- [Activity]: Filter these entries so that only lines with the word "into" remain.

Data shown Block Start

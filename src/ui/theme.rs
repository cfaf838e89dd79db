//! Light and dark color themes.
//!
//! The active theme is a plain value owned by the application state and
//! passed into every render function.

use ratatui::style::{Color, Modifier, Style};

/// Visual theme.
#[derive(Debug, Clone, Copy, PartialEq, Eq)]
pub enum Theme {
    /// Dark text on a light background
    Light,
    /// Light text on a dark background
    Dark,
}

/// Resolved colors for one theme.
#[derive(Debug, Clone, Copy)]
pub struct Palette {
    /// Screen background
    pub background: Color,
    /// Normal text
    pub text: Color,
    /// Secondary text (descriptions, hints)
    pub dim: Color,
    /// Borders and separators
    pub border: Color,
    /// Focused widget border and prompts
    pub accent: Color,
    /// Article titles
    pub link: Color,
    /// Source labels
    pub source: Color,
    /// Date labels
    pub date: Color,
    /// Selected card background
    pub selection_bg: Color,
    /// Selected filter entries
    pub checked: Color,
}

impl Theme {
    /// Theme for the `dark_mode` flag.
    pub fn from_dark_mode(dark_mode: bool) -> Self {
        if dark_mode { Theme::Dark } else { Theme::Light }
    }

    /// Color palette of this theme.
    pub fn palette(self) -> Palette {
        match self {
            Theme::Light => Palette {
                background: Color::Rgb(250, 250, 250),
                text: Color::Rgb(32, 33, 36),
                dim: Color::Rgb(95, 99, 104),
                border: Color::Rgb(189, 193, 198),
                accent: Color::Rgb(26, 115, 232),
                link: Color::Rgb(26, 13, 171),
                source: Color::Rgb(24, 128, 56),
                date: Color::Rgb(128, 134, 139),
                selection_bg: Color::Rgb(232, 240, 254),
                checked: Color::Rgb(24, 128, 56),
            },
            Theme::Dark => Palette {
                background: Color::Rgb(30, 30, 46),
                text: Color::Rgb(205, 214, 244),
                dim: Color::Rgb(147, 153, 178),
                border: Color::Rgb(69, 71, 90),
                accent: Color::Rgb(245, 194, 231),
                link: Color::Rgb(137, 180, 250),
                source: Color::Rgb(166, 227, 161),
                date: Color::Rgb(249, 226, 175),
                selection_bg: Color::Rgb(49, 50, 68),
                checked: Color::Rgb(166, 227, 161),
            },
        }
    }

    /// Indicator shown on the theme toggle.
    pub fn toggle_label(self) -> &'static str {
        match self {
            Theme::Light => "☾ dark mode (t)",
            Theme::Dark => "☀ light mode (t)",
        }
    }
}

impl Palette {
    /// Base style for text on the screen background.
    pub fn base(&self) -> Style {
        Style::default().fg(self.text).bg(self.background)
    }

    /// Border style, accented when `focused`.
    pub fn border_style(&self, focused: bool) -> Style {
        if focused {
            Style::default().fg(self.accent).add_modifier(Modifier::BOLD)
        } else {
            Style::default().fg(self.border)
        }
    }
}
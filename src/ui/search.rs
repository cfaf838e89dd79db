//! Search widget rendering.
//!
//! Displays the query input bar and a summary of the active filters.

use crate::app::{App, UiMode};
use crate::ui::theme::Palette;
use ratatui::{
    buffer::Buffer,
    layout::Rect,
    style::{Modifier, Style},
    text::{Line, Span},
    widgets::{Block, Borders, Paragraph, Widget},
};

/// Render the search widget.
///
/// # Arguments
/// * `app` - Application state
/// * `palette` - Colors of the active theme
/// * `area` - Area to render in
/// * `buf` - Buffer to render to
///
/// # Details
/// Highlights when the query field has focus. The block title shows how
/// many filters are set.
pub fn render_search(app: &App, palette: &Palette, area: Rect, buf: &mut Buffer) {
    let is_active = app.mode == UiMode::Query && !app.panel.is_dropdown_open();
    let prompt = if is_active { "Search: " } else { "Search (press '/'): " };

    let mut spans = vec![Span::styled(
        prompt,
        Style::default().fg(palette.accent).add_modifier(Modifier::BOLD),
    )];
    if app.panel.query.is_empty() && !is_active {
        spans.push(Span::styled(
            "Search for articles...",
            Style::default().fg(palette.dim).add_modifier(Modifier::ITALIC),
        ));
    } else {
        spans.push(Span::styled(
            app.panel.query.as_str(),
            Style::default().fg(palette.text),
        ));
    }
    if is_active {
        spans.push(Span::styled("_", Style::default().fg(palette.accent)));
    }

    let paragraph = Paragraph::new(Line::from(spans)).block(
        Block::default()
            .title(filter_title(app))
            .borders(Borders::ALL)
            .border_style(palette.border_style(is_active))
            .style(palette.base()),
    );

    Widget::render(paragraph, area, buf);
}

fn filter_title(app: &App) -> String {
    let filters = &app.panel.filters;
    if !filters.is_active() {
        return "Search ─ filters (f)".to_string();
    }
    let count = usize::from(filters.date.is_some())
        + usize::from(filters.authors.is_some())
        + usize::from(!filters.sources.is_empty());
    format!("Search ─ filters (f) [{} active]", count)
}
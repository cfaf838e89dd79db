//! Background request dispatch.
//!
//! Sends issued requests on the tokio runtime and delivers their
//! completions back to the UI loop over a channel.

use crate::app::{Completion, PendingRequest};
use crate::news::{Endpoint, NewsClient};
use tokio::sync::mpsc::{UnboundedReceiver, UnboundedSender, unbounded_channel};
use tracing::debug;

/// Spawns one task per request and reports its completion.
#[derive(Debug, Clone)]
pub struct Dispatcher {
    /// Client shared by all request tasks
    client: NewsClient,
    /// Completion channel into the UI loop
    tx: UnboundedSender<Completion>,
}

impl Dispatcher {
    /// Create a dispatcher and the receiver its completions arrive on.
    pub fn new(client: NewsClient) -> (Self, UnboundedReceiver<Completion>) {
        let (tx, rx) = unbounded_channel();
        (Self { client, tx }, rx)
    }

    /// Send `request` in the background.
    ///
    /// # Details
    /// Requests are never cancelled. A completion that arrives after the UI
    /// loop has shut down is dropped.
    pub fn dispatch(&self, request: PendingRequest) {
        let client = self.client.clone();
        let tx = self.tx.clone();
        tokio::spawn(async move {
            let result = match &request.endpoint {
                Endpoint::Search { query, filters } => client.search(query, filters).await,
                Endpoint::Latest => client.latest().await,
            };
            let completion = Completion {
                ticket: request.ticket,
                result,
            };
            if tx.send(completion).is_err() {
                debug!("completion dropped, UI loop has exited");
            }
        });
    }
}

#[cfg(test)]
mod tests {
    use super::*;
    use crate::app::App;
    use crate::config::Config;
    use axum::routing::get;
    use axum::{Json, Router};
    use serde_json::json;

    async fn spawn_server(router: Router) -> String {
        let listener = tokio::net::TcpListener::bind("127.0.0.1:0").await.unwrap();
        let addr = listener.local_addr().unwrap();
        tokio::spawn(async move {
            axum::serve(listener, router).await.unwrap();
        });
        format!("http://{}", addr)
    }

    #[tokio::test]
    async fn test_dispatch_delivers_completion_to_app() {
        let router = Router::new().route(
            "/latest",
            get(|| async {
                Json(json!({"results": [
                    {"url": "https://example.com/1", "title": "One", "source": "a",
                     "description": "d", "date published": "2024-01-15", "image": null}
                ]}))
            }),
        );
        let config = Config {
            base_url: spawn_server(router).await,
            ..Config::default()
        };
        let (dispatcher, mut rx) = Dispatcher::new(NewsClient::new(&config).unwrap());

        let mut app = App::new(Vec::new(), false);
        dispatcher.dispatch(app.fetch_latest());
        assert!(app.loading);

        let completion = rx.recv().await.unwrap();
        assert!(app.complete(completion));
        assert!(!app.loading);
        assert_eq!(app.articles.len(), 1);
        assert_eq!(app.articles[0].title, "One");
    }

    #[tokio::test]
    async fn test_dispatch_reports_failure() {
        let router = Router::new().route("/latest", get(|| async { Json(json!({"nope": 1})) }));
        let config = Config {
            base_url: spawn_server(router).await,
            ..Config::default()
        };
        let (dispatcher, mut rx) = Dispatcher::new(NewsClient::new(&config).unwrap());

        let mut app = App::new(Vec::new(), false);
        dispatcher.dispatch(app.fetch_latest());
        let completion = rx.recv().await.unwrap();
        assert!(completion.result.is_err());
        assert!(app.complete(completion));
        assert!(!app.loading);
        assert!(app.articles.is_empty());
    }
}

Data shown Block End

- [Problem solution]:
//! passed into every render function.
    /// Completion channel into the UI loop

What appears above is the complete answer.